Walking the Nature Talk

Walking the Nature Talk
Walking the Nature Talk

Starting a Nature board on Pinterest isn’t enough. I can’t just believe nature to be important, I have to walk the talk. Literally.

Wednesday I wrote the original draft of yesterday’s post on noticing, knowing, and being in nature. I knew I had to take the children and myself outside. I can’t just believe nature to be important, I have to walk the talk. Literally.

We bundled up. Extra pants, hats, scarves. As it turned out, 23 degrees and sunny isn’t too cold.

Spirals in the Snow
Spirals in the Snow

My 5yo made large footprint spirals in the fresh snow and then insisted on pretending to be a dragon and travel through the snow on the edge of the road on all fours. I was impatient. Why couldn’t she just walk on the asphalt with me? That would certainly be faster. And my older boys were ahead, out of sight, in the woods already.

That is not walking the nature talk. I needed to stop. Well, I already was stopped, waiting for her to catch up. I needed to breathe. I needed to notice she was being in nature. Her face was inches from the snow as she galumped along.

We did reach the woods. We spent an hour in total outside – looking at tracks, testing the ice on the creek, climbing over fallen logs. It was a good hour, a great hour. It was a nature walk. Not a march, not a hike, just a walk.

We took an evening walk as well, to the park. It was colder then, but we enjoyed it. The clouds had started to move in, but as we walked home, one of the boys looked up and there was the constellation Orion. We all stopped to find his three star belt – the one constellation we all know. There were, noticing the stars, knowing the stars, being under the stars together. Walking the talk.

How many constellations will we learn this year? How many will we be able to name if we stop looking down at our cellphones as we walk under the sky?

Snow Den

Yesterday it was even colder, 11 degrees, and yet we bundled up again and went out. My 12yo checked his snow den and discovered it really was warmer.  We don’t just need quality time in nature, we need quantity time in nature. Even in the cold.

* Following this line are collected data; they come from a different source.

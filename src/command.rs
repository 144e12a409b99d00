use std::{io, process::Stdio, time::Duration};

use thiserror::Error;
use tokio::process::Command;
use tracing::debug;

/// Captured result of an external command that ran to completion.
#[derive(Debug, Clone)]
pub struct CommandOutput {
    pub code: i32,
    pub stdout: String,
    pub stderr: String,
}

impl CommandOutput {
    pub fn success(&self) -> bool {
        self.code == 0
    }

    /// stdout followed by stderr.
    pub fn combined(&self) -> String {
        let mut out = String::with_capacity(self.stdout.len() + self.stderr.len());
        out.push_str(&self.stdout);
        out.push_str(&self.stderr);
        out
    }
}

#[derive(Debug, Error)]
pub enum CommandError {
    #[error("no program configured")]
    Empty,
    #[error("failed to run {program}: {source}")]
    Spawn {
        program: String,
        #[source]
        source: io::Error,
    },
    #[error("command timed out after {} seconds", .0.as_secs())]
    Timeout(Duration),
}

/// Run `argv` followed by `extra` without a shell, capturing both streams.
/// The child is killed if `limit` elapses first.
pub async fn run(
    argv: &[String],
    extra: &[&str],
    limit: Option<Duration>,
) -> Result<CommandOutput, CommandError> {
    let (program, leading) = argv.split_first().ok_or(CommandError::Empty)?;

    let mut cmd = Command::new(program);
    cmd.args(leading)
        .args(extra)
        .stdin(Stdio::null())
        .stdout(Stdio::piped())
        .stderr(Stdio::piped())
        .kill_on_drop(true);

    let spawn_err = |source: io::Error| CommandError::Spawn {
        program: program.clone(),
        source,
    };

    let output = match limit {
        Some(limit) => tokio::time::timeout(limit, cmd.output())
            .await
            .map_err(|_| CommandError::Timeout(limit))?
            .map_err(spawn_err)?,
        None => cmd.output().await.map_err(spawn_err)?,
    };

    let code = exit_code(&output.status);
    debug!(program = %program, args = ?extra, code, "command finished");
    Ok(CommandOutput {
        code,
        stdout: String::from_utf8_lossy(&output.stdout).into_owned(),
        stderr: String::from_utf8_lossy(&output.stderr).into_owned(),
    })
}

#[cfg(unix)]
fn exit_code(status: &std::process::ExitStatus) -> i32 {
    use std::os::unix::process::ExitStatusExt;
    status
        .code()
        .or_else(|| status.signal().map(|sig| -sig))
        .unwrap_or(-1)
}

#[cfg(not(unix))]
fn exit_code(status: &std::process::ExitStatus) -> i32 {
    status.code().unwrap_or(-1)
}

/// Drop CSI escape sequences (colours, cursor movement) from terminal output.
pub fn strip_ansi(input: &str) -> String {
    let bytes = input.as_bytes();
    let mut output = Vec::with_capacity(bytes.len());
    let mut idx = 0;
    while idx < bytes.len() {
        if bytes[idx] == 0x1b {
            idx += 1;
            if idx < bytes.len() && bytes[idx] == b'[' {
                idx += 1;
                while idx < bytes.len() && !(b'@'..=b'~').contains(&bytes[idx]) {
                    idx += 1;
                }
                if idx < bytes.len() {
                    idx += 1;
                }
            }
            continue;
        }
        output.push(bytes[idx]);
        idx += 1;
    }
    String::from_utf8_lossy(&output).into_owned()
}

In the woods, by the creek, we saw a bird – it seemed blueish, with a large head and had a kind of crest, and made a very distinctive call as it flew by. Definitely not a blue jay, could it be a kingfisher? When we got home (and thawed out) my 5yo and I searched the Merlin Bird app on my phone. Yes, there is a time for technology!  When she played the call of the kingfisher, my 12yo called from the other room, “That was it!” We noticed, we know!

We are walking the nature talk. Won’t you walk with us?